● **Exercise goal**
The line containing "pub const DEFAULT_PAGE_SIZE: usize = 25;" marks the end; copy exactly all lines from the start of the material up to and including it.

━━━━━ Exercise data ━━━━━

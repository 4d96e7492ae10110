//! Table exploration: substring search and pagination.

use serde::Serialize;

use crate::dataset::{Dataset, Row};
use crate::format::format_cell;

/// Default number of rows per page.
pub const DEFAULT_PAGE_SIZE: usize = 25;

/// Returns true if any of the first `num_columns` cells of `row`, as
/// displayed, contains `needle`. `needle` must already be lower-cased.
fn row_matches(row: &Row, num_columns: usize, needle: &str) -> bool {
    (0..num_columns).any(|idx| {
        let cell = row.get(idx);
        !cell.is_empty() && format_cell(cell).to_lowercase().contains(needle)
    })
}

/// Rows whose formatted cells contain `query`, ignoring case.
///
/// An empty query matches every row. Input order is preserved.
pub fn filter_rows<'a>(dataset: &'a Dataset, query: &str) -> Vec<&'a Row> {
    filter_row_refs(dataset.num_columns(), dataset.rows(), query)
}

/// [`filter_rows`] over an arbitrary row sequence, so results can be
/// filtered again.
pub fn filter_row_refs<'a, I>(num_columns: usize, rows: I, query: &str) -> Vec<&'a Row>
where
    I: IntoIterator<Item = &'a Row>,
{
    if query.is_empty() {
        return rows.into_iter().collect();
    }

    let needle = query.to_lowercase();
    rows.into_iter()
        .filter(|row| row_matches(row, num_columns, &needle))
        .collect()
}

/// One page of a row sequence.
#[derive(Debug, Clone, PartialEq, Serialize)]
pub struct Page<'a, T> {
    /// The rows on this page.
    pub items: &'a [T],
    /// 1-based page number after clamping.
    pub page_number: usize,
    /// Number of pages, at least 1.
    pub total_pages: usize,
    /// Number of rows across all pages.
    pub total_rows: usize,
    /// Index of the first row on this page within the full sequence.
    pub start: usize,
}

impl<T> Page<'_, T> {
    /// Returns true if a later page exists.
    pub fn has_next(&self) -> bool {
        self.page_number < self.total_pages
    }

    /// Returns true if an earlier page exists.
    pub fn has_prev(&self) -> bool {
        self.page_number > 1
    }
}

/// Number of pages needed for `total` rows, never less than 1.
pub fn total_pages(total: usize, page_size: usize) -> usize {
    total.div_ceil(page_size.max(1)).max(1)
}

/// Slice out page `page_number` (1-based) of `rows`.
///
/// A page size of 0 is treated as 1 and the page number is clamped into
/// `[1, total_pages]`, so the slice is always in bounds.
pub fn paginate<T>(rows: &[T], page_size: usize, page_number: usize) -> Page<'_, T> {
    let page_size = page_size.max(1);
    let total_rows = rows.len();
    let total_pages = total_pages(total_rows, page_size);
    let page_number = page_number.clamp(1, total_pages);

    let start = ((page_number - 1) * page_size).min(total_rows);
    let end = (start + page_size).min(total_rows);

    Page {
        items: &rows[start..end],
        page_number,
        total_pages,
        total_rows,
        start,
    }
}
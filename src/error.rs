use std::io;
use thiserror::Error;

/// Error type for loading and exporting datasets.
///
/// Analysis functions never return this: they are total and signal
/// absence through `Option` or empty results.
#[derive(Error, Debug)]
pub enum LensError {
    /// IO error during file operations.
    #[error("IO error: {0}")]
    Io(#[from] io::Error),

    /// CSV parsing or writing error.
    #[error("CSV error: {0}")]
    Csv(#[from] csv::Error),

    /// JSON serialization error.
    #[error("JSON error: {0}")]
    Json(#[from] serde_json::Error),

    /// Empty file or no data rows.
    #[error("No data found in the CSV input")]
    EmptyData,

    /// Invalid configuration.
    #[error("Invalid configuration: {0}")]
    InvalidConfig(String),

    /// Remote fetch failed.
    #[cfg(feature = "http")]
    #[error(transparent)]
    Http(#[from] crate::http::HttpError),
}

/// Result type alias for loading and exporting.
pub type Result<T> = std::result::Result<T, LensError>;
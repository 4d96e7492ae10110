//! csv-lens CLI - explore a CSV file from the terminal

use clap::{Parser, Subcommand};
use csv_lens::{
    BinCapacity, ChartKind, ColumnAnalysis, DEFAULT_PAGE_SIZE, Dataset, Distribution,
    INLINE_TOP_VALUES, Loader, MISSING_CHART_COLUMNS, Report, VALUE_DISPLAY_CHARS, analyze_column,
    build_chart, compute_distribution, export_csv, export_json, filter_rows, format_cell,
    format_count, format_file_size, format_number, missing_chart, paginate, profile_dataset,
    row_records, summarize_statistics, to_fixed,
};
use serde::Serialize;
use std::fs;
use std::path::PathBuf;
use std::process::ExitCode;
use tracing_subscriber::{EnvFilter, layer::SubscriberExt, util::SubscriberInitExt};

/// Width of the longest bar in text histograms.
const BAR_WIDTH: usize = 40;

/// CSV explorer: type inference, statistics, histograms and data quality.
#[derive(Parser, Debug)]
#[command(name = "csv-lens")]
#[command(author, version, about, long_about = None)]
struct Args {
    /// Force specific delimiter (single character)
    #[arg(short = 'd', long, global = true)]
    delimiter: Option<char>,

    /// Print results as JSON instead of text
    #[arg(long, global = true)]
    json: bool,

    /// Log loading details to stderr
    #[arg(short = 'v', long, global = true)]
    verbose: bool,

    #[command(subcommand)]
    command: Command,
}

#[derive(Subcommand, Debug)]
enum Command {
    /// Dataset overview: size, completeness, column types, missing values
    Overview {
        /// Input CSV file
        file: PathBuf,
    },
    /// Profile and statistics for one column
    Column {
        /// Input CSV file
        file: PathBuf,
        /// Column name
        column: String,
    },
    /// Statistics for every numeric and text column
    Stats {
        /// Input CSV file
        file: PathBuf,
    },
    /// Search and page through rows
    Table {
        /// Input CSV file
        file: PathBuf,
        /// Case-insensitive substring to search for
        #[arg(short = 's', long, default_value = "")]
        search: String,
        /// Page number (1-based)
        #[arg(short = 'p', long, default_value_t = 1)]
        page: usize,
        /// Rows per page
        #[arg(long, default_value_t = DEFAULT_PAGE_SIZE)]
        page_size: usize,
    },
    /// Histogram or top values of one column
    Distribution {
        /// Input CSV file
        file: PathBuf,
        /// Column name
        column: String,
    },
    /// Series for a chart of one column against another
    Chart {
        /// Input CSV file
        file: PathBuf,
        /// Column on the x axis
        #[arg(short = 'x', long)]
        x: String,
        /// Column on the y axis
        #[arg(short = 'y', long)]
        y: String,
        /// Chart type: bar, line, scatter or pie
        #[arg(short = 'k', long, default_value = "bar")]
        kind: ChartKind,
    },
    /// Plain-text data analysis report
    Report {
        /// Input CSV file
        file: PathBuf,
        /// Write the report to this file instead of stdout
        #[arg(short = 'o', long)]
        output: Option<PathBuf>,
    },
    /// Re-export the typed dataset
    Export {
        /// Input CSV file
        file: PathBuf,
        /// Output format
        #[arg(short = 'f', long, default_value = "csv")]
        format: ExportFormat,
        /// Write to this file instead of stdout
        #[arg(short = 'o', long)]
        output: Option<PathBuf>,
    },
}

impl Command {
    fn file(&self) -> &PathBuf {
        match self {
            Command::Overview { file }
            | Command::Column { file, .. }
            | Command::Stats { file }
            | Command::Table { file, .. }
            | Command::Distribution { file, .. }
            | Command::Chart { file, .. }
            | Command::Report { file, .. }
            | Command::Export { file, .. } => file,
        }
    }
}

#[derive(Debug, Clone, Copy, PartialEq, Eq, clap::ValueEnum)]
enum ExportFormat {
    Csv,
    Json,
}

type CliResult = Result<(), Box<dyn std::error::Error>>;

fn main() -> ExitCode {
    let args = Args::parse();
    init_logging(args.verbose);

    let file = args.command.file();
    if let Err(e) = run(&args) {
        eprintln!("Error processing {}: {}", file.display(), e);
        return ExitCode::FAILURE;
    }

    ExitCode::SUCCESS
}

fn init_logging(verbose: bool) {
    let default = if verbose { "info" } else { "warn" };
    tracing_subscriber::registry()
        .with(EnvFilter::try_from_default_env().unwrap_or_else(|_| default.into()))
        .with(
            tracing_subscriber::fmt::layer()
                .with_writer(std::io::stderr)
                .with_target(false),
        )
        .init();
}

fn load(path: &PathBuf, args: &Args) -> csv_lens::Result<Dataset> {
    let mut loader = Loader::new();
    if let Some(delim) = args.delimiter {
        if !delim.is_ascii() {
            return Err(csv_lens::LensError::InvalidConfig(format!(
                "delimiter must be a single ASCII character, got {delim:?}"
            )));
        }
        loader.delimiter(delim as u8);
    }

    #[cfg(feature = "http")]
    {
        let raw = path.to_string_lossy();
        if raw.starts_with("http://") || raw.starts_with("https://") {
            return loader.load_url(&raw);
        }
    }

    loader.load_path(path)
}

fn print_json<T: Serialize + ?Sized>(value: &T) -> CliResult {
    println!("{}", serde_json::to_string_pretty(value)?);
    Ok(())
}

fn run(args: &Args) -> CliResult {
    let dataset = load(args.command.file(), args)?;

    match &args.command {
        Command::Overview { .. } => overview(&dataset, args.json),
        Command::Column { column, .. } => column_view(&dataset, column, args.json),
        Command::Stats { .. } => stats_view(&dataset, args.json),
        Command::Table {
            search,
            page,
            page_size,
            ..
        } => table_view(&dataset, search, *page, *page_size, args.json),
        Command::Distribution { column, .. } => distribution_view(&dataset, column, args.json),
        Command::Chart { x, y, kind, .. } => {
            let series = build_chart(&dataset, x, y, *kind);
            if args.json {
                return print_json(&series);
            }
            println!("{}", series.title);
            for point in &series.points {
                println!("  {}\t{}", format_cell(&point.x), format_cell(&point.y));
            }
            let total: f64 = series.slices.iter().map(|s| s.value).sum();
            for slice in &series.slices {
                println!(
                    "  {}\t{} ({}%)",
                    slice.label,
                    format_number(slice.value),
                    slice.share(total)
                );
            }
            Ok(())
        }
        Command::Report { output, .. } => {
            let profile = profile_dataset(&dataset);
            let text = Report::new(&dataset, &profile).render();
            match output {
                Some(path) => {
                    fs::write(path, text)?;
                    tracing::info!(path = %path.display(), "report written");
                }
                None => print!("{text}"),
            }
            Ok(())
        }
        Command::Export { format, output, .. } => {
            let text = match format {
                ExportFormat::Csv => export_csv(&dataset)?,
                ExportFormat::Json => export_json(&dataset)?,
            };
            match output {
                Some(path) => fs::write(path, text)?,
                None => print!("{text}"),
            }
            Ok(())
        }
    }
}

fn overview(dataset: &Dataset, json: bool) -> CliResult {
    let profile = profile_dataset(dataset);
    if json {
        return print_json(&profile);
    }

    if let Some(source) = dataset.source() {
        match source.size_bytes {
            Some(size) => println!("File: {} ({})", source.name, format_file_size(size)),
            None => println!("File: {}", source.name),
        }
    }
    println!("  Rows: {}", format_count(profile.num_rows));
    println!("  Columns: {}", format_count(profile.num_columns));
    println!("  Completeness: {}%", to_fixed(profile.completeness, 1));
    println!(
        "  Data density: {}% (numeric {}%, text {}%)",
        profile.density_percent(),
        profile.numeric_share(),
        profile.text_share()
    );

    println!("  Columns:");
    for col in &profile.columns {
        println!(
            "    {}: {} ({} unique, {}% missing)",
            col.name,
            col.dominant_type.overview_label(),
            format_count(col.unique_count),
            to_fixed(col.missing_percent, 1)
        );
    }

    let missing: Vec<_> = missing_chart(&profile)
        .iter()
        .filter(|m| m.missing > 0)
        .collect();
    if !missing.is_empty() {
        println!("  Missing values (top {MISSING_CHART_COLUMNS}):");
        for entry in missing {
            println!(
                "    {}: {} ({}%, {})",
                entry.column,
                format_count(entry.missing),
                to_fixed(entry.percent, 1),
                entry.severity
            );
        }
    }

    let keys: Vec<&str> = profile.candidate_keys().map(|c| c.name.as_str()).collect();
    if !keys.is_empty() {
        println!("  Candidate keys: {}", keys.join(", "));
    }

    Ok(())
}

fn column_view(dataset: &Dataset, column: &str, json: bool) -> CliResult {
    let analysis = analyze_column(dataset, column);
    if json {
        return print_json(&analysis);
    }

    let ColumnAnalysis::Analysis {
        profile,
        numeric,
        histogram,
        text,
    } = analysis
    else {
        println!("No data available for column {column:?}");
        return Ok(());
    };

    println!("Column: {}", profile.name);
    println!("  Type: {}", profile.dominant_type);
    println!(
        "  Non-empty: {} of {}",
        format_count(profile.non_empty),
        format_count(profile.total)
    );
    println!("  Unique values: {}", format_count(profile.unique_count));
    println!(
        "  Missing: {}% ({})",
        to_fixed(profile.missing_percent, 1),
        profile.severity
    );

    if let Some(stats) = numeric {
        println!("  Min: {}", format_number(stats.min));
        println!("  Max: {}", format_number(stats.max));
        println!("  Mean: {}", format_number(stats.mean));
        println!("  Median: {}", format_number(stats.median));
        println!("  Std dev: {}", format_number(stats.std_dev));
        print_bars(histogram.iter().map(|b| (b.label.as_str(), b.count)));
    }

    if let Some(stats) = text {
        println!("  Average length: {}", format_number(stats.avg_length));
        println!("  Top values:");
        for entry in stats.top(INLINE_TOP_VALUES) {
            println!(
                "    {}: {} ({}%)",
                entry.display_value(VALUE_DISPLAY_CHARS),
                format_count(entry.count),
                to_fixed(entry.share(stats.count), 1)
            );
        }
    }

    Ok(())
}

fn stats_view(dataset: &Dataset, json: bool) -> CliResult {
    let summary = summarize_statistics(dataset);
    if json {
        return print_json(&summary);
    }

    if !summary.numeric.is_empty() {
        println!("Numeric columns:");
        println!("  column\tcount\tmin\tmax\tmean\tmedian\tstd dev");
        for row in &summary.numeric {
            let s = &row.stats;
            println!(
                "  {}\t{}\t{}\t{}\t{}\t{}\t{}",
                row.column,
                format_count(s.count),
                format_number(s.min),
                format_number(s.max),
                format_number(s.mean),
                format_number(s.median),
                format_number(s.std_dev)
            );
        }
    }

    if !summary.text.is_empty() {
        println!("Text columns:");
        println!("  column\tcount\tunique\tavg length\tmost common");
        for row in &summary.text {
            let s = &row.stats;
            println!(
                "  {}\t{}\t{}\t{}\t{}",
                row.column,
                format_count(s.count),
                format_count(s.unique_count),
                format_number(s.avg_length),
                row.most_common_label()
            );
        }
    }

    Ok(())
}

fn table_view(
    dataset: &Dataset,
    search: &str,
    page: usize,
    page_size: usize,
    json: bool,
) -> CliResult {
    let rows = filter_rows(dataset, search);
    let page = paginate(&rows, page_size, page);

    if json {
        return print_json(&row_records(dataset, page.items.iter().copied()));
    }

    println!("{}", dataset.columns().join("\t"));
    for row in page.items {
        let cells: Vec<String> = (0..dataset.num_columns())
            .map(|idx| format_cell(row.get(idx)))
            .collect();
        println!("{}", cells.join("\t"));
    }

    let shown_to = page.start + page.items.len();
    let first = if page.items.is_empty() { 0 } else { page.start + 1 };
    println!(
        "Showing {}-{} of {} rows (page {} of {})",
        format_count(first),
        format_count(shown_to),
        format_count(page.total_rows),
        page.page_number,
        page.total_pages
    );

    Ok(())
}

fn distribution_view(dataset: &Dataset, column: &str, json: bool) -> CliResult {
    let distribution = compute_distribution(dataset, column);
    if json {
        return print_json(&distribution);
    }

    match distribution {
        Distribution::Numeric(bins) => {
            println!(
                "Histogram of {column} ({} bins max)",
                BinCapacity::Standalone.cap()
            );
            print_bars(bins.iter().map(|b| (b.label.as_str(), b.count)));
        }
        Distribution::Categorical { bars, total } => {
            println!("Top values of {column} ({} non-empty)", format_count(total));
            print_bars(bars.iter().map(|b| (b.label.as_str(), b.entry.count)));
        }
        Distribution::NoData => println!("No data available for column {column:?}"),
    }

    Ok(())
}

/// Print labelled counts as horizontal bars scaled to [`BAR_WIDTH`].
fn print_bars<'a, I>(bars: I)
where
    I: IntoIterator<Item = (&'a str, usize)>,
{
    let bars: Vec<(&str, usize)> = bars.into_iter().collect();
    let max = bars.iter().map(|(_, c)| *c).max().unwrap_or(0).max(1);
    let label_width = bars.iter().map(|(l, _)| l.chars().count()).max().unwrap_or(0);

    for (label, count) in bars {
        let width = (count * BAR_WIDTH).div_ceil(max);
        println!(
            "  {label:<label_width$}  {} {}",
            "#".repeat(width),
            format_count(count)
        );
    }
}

━━━━━

● **Task response**
repository 4d96e7492ae10110
//! Table exploration: substring search and pagination.

use serde::Serialize;

use crate::dataset::{Dataset, Row};
use crate::format::format_cell;

/// Default number of rows per page.
pub const DEFAULT_PAGE_SIZE: usize = 25;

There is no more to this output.